The woman in question is Lisa Adams, who has stage 4 breast cancer, and who chronicles her daily travails in great detail on Twitter. "She has tweeted over 100,000 times about her health," Keller writes. But Emma Keller has quite a few rhetorical questions about this person that she chooses to follow on Twitter!
Should there be boundaries in this kind of experience? Is there such a thing as TMI? Are her tweets a grim equivalent of deathbed selfies, one step further than funeral selfies? Why am I so obsessed? ...
Are those of us who've been drawn into her story going to remember a dying woman's courage, or are we hooked on a narrative where the stakes are the highest?
Will our memories be the ones she wants? What is the appeal of watching someone trying to stay alive? Is this the new way of death? You can put a "no visitors sign" on the door of your hospital room, but you welcome the world into your orbit and describe every last Fentanyl patch. Would we, the readers, be more dignified if we turned away? Or is this part of the human experience?

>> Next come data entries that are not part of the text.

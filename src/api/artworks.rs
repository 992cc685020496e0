//! Artwork API endpoints
//!
//! Submission, browsing, and the moderation actions. Moderation lives
//! under PATCH verbs so approving twice stays an idempotent request.

use axum::{
    extract::{Path, Query, State},
    http::StatusCode,
    response::IntoResponse,
    routing::{get, patch},
    Extension, Json, Router,
};
use serde::Deserialize;

use crate::api::middleware::{ApiError, AppState, AuthenticatedUser};
use crate::api::responses::PagedResponse;
use crate::models::{
    ApprovalStatus, Artwork, ArtworkFilter, CreateArtworkInput, ListParams, UpdateArtworkInput,
};

/// Query parameters for artwork listing
#[derive(Debug, Deserialize)]
pub struct ListArtworksQuery {
    pub approval_status: Option<String>,
    pub artist: Option<i64>,
    pub search: Option<String>,
    /// "oldest" flips the default newest-first ordering
    pub order: Option<String>,
    pub page: Option<u32>,
    pub per_page: Option<u32>,
}

impl ListArtworksQuery {
    fn filter(&self) -> Result<ArtworkFilter, ApiError> {
        let approval_status = match self.approval_status.as_deref() {
            Some(s) => Some(
                s.parse::<ApprovalStatus>()
                    .map_err(|e| ApiError::validation_error(e.to_string()))?,
            ),
            None => None,
        };
        Ok(ArtworkFilter {
            approval_status,
            artist_id: self.artist,
            search: self.search.clone(),
            newest_first: self.order.as_deref() != Some("oldest"),
        })
    }

    fn params(&self) -> ListParams {
        ListParams::new(self.page.unwrap_or(1), self.per_page.unwrap_or(10))
    }
}

/// Body for the reject action
#[derive(Debug, Deserialize)]
pub struct RejectRequest {
    pub feedback: String,
}

pub fn router() -> Router<AppState> {
    Router::new()
        .route("/", get(list_artworks).post(create_artwork))
        .route("/my", get(my_artworks))
        .route("/category-analytics", get(category_analytics))
        .route(
            "/{id}",
            get(get_artwork).put(update_artwork).delete(delete_artwork),
        )
        .route("/{id}/approve", patch(approve_artwork))
        .route("/{id}/reject", patch(reject_artwork))
}

/// GET /api/artworks
async fn list_artworks(
    State(state): State<AppState>,
    Query(query): Query<ListArtworksQuery>,
) -> Result<Json<PagedResponse<Artwork>>, ApiError> {
    let page = state
        .artwork_service
        .list(&query.filter()?, &query.params())
        .await?;
    Ok(Json(PagedResponse::new(page)))
}

/// POST /api/artworks
async fn create_artwork(
    State(state): State<AppState>,
    Extension(AuthenticatedUser(user)): Extension<AuthenticatedUser>,
    Json(input): Json<CreateArtworkInput>,
) -> Result<impl IntoResponse, ApiError> {
    let artwork = state.artwork_service.create(&user, input).await?;
    Ok((StatusCode::CREATED, Json(artwork)))
}

/// GET /api/artworks/my
async fn my_artworks(
    State(state): State<AppState>,
    Extension(AuthenticatedUser(user)): Extension<AuthenticatedUser>,
    Query(query): Query<ListArtworksQuery>,
) -> Result<Json<PagedResponse<Artwork>>, ApiError> {
    let page = state
        .artwork_service
        .my_artworks(&user, &query.params())
        .await?;
    Ok(Json(PagedResponse::new(page)))
}

/// GET /api/artworks/category-analytics
async fn category_analytics(
    State(state): State<AppState>,
) -> Result<impl IntoResponse, ApiError> {
    let analytics = state.artwork_service.category_analytics().await?;
    Ok(Json(analytics))
}

/// GET /api/artworks/{id}
async fn get_artwork(
    State(state): State<AppState>,
    Path(id): Path<i64>,
) -> Result<Json<Artwork>, ApiError> {
    Ok(Json(state.artwork_service.get(id).await?))
}

/// PUT /api/artworks/{id}
async fn update_artwork(
    State(state): State<AppState>,
    Extension(AuthenticatedUser(user)): Extension<AuthenticatedUser>,
    Path(id): Path<i64>,
    Json(input): Json<UpdateArtworkInput>,
) -> Result<Json<Artwork>, ApiError> {
    Ok(Json(state.artwork_service.update(&user, id, input).await?))
}

/// DELETE /api/artworks/{id}
async fn delete_artwork(
    State(state): State<AppState>,
    Extension(AuthenticatedUser(user)): Extension<AuthenticatedUser>,
    Path(id): Path<i64>,
) -> Result<StatusCode, ApiError> {
    state.artwork_service.delete(&user, id).await?;
    Ok(StatusCode::NO_CONTENT)
}

/// PATCH /api/artworks/{id}/approve
async fn approve_artwork(
    State(state): State<AppState>,
    Extension(AuthenticatedUser(user)): Extension<AuthenticatedUser>,
    Path(id): Path<i64>,
) -> Result<Json<Artwork>, ApiError> {
    Ok(Json(state.artwork_service.approve(&user, id).await?))
}

/// PATCH /api/artworks/{id}/reject
async fn reject_artwork(
    State(state): State<AppState>,
    Extension(AuthenticatedUser(user)): Extension<AuthenticatedUser>,
    Path(id): Path<i64>,
    Json(body): Json<RejectRequest>,
) -> Result<Json<Artwork>, ApiError> {
    Ok(Json(
        state
            .artwork_service
            .reject(&user, id, &body.feedback)
            .await?,
    ))
}
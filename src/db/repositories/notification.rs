//! Notification repository

use crate::models::{ListParams, Notification, NotificationKind, PagedResult};
use anyhow::{Context, Result};
use async_trait::async_trait;
use chrono::Utc;
use sqlx::{Row, SqlitePool};
use std::sync::Arc;

/// Notification repository trait
#[async_trait]
pub trait NotificationRepository: Send + Sync {
    /// Create a notification
    async fn create(
        &self,
        recipient_id: i64,
        kind: NotificationKind,
        message: &str,
    ) -> Result<Notification>;

    /// Get notification by ID
    async fn get_by_id(&self, id: i64) -> Result<Option<Notification>>;

    /// List a user's notifications, newest first
    async fn list_for_recipient(
        &self,
        recipient_id: i64,
        unread_only: bool,
        params: &ListParams,
    ) -> Result<PagedResult<Notification>>;

    /// Flip the read flag on a single notification
    async fn mark_read(&self, id: i64) -> Result<()>;

    /// Mark all of a user's notifications read, returning how many changed
    async fn mark_all_read(&self, recipient_id: i64) -> Result<i64>;

    /// Number of unread notifications for a user
    async fn unread_count(&self, recipient_id: i64) -> Result<i64>;
}

/// SQLx-based notification repository implementation
pub struct SqlxNotificationRepository {
    pool: SqlitePool,
}

impl SqlxNotificationRepository {
    pub fn new(pool: SqlitePool) -> Self {
        Self { pool }
    }

    pub fn boxed(pool: SqlitePool) -> Arc<dyn NotificationRepository> {
        Arc::new(Self::new(pool))
    }
}

#[async_trait]
impl NotificationRepository for SqlxNotificationRepository {
    async fn create(
        &self,
        recipient_id: i64,
        kind: NotificationKind,
        message: &str,
    ) -> Result<Notification> {
        let now = Utc::now();
        let result = sqlx::query(
            "INSERT INTO notifications (recipient_id, message, kind, read, created_at) \
             VALUES (?, ?, ?, 0, ?)",
        )
        .bind(recipient_id)
        .bind(message)
        .bind(kind.to_string())
        .bind(now)
        .execute(&self.pool)
        .await
        .context("Failed to create notification")?;

        Ok(Notification {
            id: result.last_insert_rowid(),
            recipient_id,
            message: message.to_string(),
            kind,
            read: false,
            created_at: now,
        })
    }

    async fn get_by_id(&self, id: i64) -> Result<Option<Notification>> {
        let row = sqlx::query(
            "SELECT id, recipient_id, message, kind, read, created_at \
             FROM notifications WHERE id = ?",
        )
        .bind(id)
        .fetch_optional(&self.pool)
        .await
        .context("Failed to get notification")?;
        row.map(|r| row_to_notification(&r)).transpose()
    }

    async fn list_for_recipient(
        &self,
        recipient_id: i64,
        unread_only: bool,
        params: &ListParams,
    ) -> Result<PagedResult<Notification>> {
        let clause = if unread_only {
            " AND read = 0"
        } else {
            ""
        };

        let total: i64 = sqlx::query(&format!(
            "SELECT COUNT(*) as count FROM notifications WHERE recipient_id = ?{}",
            clause
        ))
        .bind(recipient_id)
        .fetch_one(&self.pool)
        .await
        .context("Failed to count notifications")?
        .get("count");

        let rows = sqlx::query(&format!(
            "SELECT id, recipient_id, message, kind, read, created_at FROM notifications \
             WHERE recipient_id = ?{} ORDER BY created_at DESC, id DESC LIMIT ? OFFSET ?",
            clause
        ))
        .bind(recipient_id)
        .bind(params.limit())
        .bind(params.offset())
        .fetch_all(&self.pool)
        .await
        .context("Failed to list notifications")?;

        let items = rows
            .iter()
            .map(row_to_notification)
            .collect::<Result<Vec<_>>>()?;
        Ok(PagedResult::new(items, total, params))
    }

    async fn mark_read(&self, id: i64) -> Result<()> {
        sqlx::query("UPDATE notifications SET read = 1 WHERE id = ?")
            .bind(id)
            .execute(&self.pool)
            .await
            .context("Failed to mark notification read")?;
        Ok(())
    }

    async fn mark_all_read(&self, recipient_id: i64) -> Result<i64> {
        let result =
            sqlx::query("UPDATE notifications SET read = 1 WHERE recipient_id = ? AND read = 0")
                .bind(recipient_id)
                .execute(&self.pool)
                .await
                .context("Failed to mark notifications read")?;
        Ok(result.rows_affected() as i64)
    }

    async fn unread_count(&self, recipient_id: i64) -> Result<i64> {
        let row = sqlx::query(
            "SELECT COUNT(*) as count FROM notifications WHERE recipient_id = ? AND read = 0",
        )
        .bind(recipient_id)
        .fetch_one(&self.pool)
        .await
        .context("Failed to count unread notifications")?;
        Ok(row.get("count"))
    }
}

fn row_to_notification(row: &sqlx::sqlite::SqliteRow) -> Result<Notification> {
    let kind: String = row.get("kind");
    Ok(Notification {
        id: row.get("id"),
        recipient_id: row.get("recipient_id"),
        message: row.get("message"),
        kind: kind.parse()?,
        read: row.get("read"),
        created_at: row.get("created_at"),
    })
}
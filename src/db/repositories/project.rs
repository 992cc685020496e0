//! Project repository
//!
//! Projects own a member relation and an append-only sequence of progress
//! updates.

use crate::models::{ListParams, PagedResult, Project, ProjectUpdate};
use anyhow::{Context, Result};
use async_trait::async_trait;
use chrono::Utc;
use serde::Serialize;
use sqlx::{Row, SqlitePool};
use std::sync::Arc;

/// Aggregated project statistics
#[derive(Debug, Clone, Serialize)]
pub struct ProjectStats {
    pub total_projects: i64,
    pub ongoing_projects: i64,
    pub completed_projects: i64,
    /// Projects the requesting user is a member of
    pub user_contributions: i64,
}

/// Project repository trait
#[async_trait]
pub trait ProjectRepository: Send + Sync {
    /// Create a new project with its initial member set
    async fn create(&self, project: &Project, members: &[i64]) -> Result<Project>;

    /// Get project by ID
    async fn get_by_id(&self, id: i64) -> Result<Option<Project>>;

    /// List projects, optionally text-searched, newest first
    async fn list(&self, search: Option<&str>, params: &ListParams)
        -> Result<PagedResult<Project>>;

    /// Update project fields
    async fn update(&self, project: &Project) -> Result<Project>;

    /// Replace the member set
    async fn set_members(&self, project_id: i64, members: &[i64]) -> Result<()>;

    /// Current member user IDs
    async fn members(&self, project_id: i64) -> Result<Vec<i64>>;

    /// Append a progress update
    async fn add_update(&self, update: &ProjectUpdate) -> Result<ProjectUpdate>;

    /// Progress updates for a project, oldest first
    async fn list_updates(&self, project_id: i64) -> Result<Vec<ProjectUpdate>>;

    /// Delete a project
    async fn delete(&self, id: i64) -> Result<()>;

    /// Aggregate statistics, computed at request time
    async fn stats(&self, user_id: i64) -> Result<ProjectStats>;
}

/// SQLx-based project repository implementation
pub struct SqlxProjectRepository {
    pool: SqlitePool,
}

impl SqlxProjectRepository {
    pub fn new(pool: SqlitePool) -> Self {
        Self { pool }
    }

    pub fn boxed(pool: SqlitePool) -> Arc<dyn ProjectRepository> {
        Arc::new(Self::new(pool))
    }
}

const PROJECT_COLUMNS: &str = "id, title, description, creator_id, start_date, end_date, \
     is_completed, created_at, updated_at";

#[async_trait]
impl ProjectRepository for SqlxProjectRepository {
    async fn create(&self, project: &Project, members: &[i64]) -> Result<Project> {
        let now = Utc::now();
        let result = sqlx::query(
            "INSERT INTO projects (title, description, creator_id, start_date, end_date, \
             is_completed, created_at, updated_at) VALUES (?, ?, ?, ?, ?, ?, ?, ?)",
        )
        .bind(&project.title)
        .bind(&project.description)
        .bind(project.creator_id)
        .bind(project.start_date)
        .bind(project.end_date)
        .bind(project.is_completed)
        .bind(now)
        .bind(now)
        .execute(&self.pool)
        .await
        .context("Failed to create project")?;

        let id = result.last_insert_rowid();
        self.set_members(id, members).await?;

        let mut created = project.clone();
        created.id = id;
        created.created_at = now;
        created.updated_at = now;
        Ok(created)
    }

    async fn get_by_id(&self, id: i64) -> Result<Option<Project>> {
        let row = sqlx::query(&format!(
            "SELECT {} FROM projects WHERE id = ?",
            PROJECT_COLUMNS
        ))
        .bind(id)
        .fetch_optional(&self.pool)
        .await
        .context("Failed to get project")?;
        row.map(|r| row_to_project(&r)).transpose()
    }

    async fn list(
        &self,
        search: Option<&str>,
        params: &ListParams,
    ) -> Result<PagedResult<Project>> {
        let (clause, pattern) = match search {
            Some(s) => (
                " WHERE (title LIKE ? OR description LIKE ?)",
                Some(format!("%{}%", s)),
            ),
            None => ("", None),
        };

        let count_sql = format!("SELECT COUNT(*) as count FROM projects{}", clause);
        let mut count_query = sqlx::query(&count_sql);
        if let Some(ref p) = pattern {
            count_query = count_query.bind(p).bind(p);
        }
        let total: i64 = count_query
            .fetch_one(&self.pool)
            .await
            .context("Failed to count projects")?
            .get("count");

        let sql = format!(
            "SELECT {} FROM projects{} ORDER BY start_date DESC LIMIT ? OFFSET ?",
            PROJECT_COLUMNS, clause
        );
        let mut query = sqlx::query(&sql);
        if let Some(ref p) = pattern {
            query = query.bind(p).bind(p);
        }
        let rows = query
            .bind(params.limit())
            .bind(params.offset())
            .fetch_all(&self.pool)
            .await
            .context("Failed to list projects")?;

        let items = rows.iter().map(row_to_project).collect::<Result<Vec<_>>>()?;
        Ok(PagedResult::new(items, total, params))
    }

    async fn update(&self, project: &Project) -> Result<Project> {
        sqlx::query(
            "UPDATE projects SET title = ?, description = ?, end_date = ?, is_completed = ?, \
             updated_at = ? WHERE id = ?",
        )
        .bind(&project.title)
        .bind(&project.description)
        .bind(project.end_date)
        .bind(project.is_completed)
        .bind(Utc::now())
        .bind(project.id)
        .execute(&self.pool)
        .await
        .context("Failed to update project")?;

        self.get_by_id(project.id)
            .await?
            .ok_or_else(|| anyhow::anyhow!("Project not found after update"))
    }

    async fn set_members(&self, project_id: i64, members: &[i64]) -> Result<()> {
        sqlx::query("DELETE FROM project_members WHERE project_id = ?")
            .bind(project_id)
            .execute(&self.pool)
            .await
            .context("Failed to clear members")?;

        for user_id in members {
            sqlx::query(
                "INSERT OR IGNORE INTO project_members (project_id, user_id) VALUES (?, ?)",
            )
            .bind(project_id)
            .bind(user_id)
            .execute(&self.pool)
            .await
            .context("Failed to add member")?;
        }
        Ok(())
    }

    async fn members(&self, project_id: i64) -> Result<Vec<i64>> {
        let rows = sqlx::query(
            "SELECT user_id FROM project_members WHERE project_id = ? ORDER BY user_id",
        )
        .bind(project_id)
        .fetch_all(&self.pool)
        .await
        .context("Failed to load members")?;
        Ok(rows.iter().map(|r| r.get("user_id")).collect())
    }

    async fn add_update(&self, update: &ProjectUpdate) -> Result<ProjectUpdate> {
        let now = Utc::now();
        let result = sqlx::query(
            "INSERT INTO project_updates (project_id, author_id, text, attachment, created_at) \
             VALUES (?, ?, ?, ?, ?)",
        )
        .bind(update.project_id)
        .bind(update.author_id)
        .bind(&update.text)
        .bind(&update.attachment)
        .bind(now)
        .execute(&self.pool)
        .await
        .context("Failed to add project update")?;

        let mut created = update.clone();
        created.id = result.last_insert_rowid();
        created.created_at = now;
        Ok(created)
    }

    async fn list_updates(&self, project_id: i64) -> Result<Vec<ProjectUpdate>> {
        let rows = sqlx::query(
            "SELECT id, project_id, author_id, text, attachment, created_at \
             FROM project_updates WHERE project_id = ? ORDER BY created_at ASC, id ASC",
        )
        .bind(project_id)
        .fetch_all(&self.pool)
        .await
        .context("Failed to list project updates")?;

        Ok(rows
            .iter()
            .map(|r| ProjectUpdate {
                id: r.get("id"),
                project_id: r.get("project_id"),
                author_id: r.get("author_id"),
                text: r.get("text"),
                attachment: r.get("attachment"),
                created_at: r.get("created_at"),
            })
            .collect())
    }

    async fn delete(&self, id: i64) -> Result<()> {
        sqlx::query("DELETE FROM projects WHERE id = ?")
            .bind(id)
            .execute(&self.pool)
            .await
            .context("Failed to delete project")?;
        Ok(())
    }

    async fn stats(&self, user_id: i64) -> Result<ProjectStats> {
        let total: i64 = sqlx::query("SELECT COUNT(*) as count FROM projects")
            .fetch_one(&self.pool)
            .await
            .context("Failed to count projects")?
            .get("count");

        let completed: i64 =
            sqlx::query("SELECT COUNT(*) as count FROM projects WHERE is_completed = 1")
                .fetch_one(&self.pool)
                .await
                .context("Failed to count completed projects")?
                .get("count");

        let contributions: i64 =
            sqlx::query("SELECT COUNT(*) as count FROM project_members WHERE user_id = ?")
                .bind(user_id)
                .fetch_one(&self.pool)
                .await
                .context("Failed to count contributions")?
                .get("count");

        Ok(ProjectStats {
            total_projects: total,
            ongoing_projects: total - completed,
            completed_projects: completed,
            user_contributions: contributions,
        })
    }
}

fn row_to_project(row: &sqlx::sqlite::SqliteRow) -> Result<Project> {
    Ok(Project {
        id: row.get("id"),
        title: row.get("title"),
        description: row.get("description"),
        creator_id: row.get("creator_id"),
        start_date: row.get("start_date"),
        end_date: row.get("end_date"),
        is_completed: row.get("is_completed"),
        created_at: row.get("created_at"),
        updated_at: row.get("updated_at"),
    })
}

#[cfg(test)]
mod tests {
    use super::*;
    use crate::db::repositories::UserRepository;
    use crate::db::{create_test_pool, migrations};
    use crate::models::{User, UserRole};

    async fn setup() -> (SqlxProjectRepository, Vec<i64>) {
        let pool = create_test_pool().await.expect("Failed to create test pool");
        migrations::run_migrations(&pool)
            .await
            .expect("Failed to run migrations");

        let user_repo = super::super::SqlxUserRepository::new(pool.clone());
        let mut user_ids = Vec::new();
        for i in 0..3 {
            let user = user_repo
                .create(&User::new(
                    format!("user{}@example.com", i),
                    format!("user{}", i),
                    "hash".to_string(),
                    UserRole::Member,
                ))
                .await
                .expect("Failed to create user");
            user_ids.push(user.id);
        }

        (SqlxProjectRepository::new(pool), user_ids)
    }

    #[tokio::test]
    async fn test_create_with_members() {
        let (repo, users) = setup().await;
        let project = Project::new("Mural".to_string(), "Wall mural".to_string(), users[0]);
        let created = repo.create(&project, &users[1..]).await.unwrap();

        assert!(created.id > 0);
        assert_eq!(repo.members(created.id).await.unwrap(), vec![users[1], users[2]]);
    }

    #[tokio::test]
    async fn test_progress_updates_are_ordered() {
        let (repo, users) = setup().await;
        let project = repo
            .create(
                &Project::new("Mural".to_string(), "Wall mural".to_string(), users[0]),
                &[],
            )
            .await
            .unwrap();

        for text in ["sketched", "painted", "varnished"] {
            repo.add_update(&ProjectUpdate {
                id: 0,
                project_id: project.id,
                author_id: users[0],
                text: text.to_string(),
                attachment: None,
                created_at: Utc::now(),
            })
            .await
            .unwrap();
        }

        let updates = repo.list_updates(project.id).await.unwrap();
        let texts: Vec<_> = updates.iter().map(|u| u.text.as_str()).collect();
        assert_eq!(texts, vec!["sketched", "painted", "varnished"]);
    }

    #[tokio::test]
    async fn test_stats_counts_contributions() {
        let (repo, users) = setup().await;
        let a = repo
            .create(
                &Project::new("A".to_string(), "d".to_string(), users[0]),
                &[users[1]],
            )
            .await
            .unwrap();
        repo.create(
            &Project::new("B".to_string(), "d".to_string(), users[0]),
            &[users[1], users[2]],
        )
        .await
        .unwrap();

        let mut done = repo.get_by_id(a.id).await.unwrap().unwrap();
        done.is_completed = true;
        repo.update(&done).await.unwrap();

        let stats = repo.stats(users[1]).await.unwrap();
        assert_eq!(stats.total_projects, 2);
        assert_eq!(stats.completed_projects, 1);
        assert_eq!(stats.ongoing_projects, 1);
        assert_eq!(stats.user_contributions, 2);
    }

    #[tokio::test]
    async fn test_delete_cascades_members() {
        let (repo, users) = setup().await;
        let project = repo
            .create(
                &Project::new("Gone".to_string(), "d".to_string(), users[0]),
                &[users[1]],
            )
            .await
            .unwrap();

        repo.delete(project.id).await.unwrap();
        assert!(repo.get_by_id(project.id).await.unwrap().is_none());
        assert!(repo.members(project.id).await.unwrap().is_empty());
    }
}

This jumble of poorly edited soul searching was condensed, in a most unfortunate way, into the headline and deck, "Forget funeral selfies. What are the ethics of tweeting a terminal illness? Lisa Adams is dying of breast cancer. She has tweeted over 100,000 times about her journey. Is this educational or too much?"
People would probably not be quite so mad if that had all been phrased a little differently. It really makes you wonder: [I type ten fretful rhetorical questions here].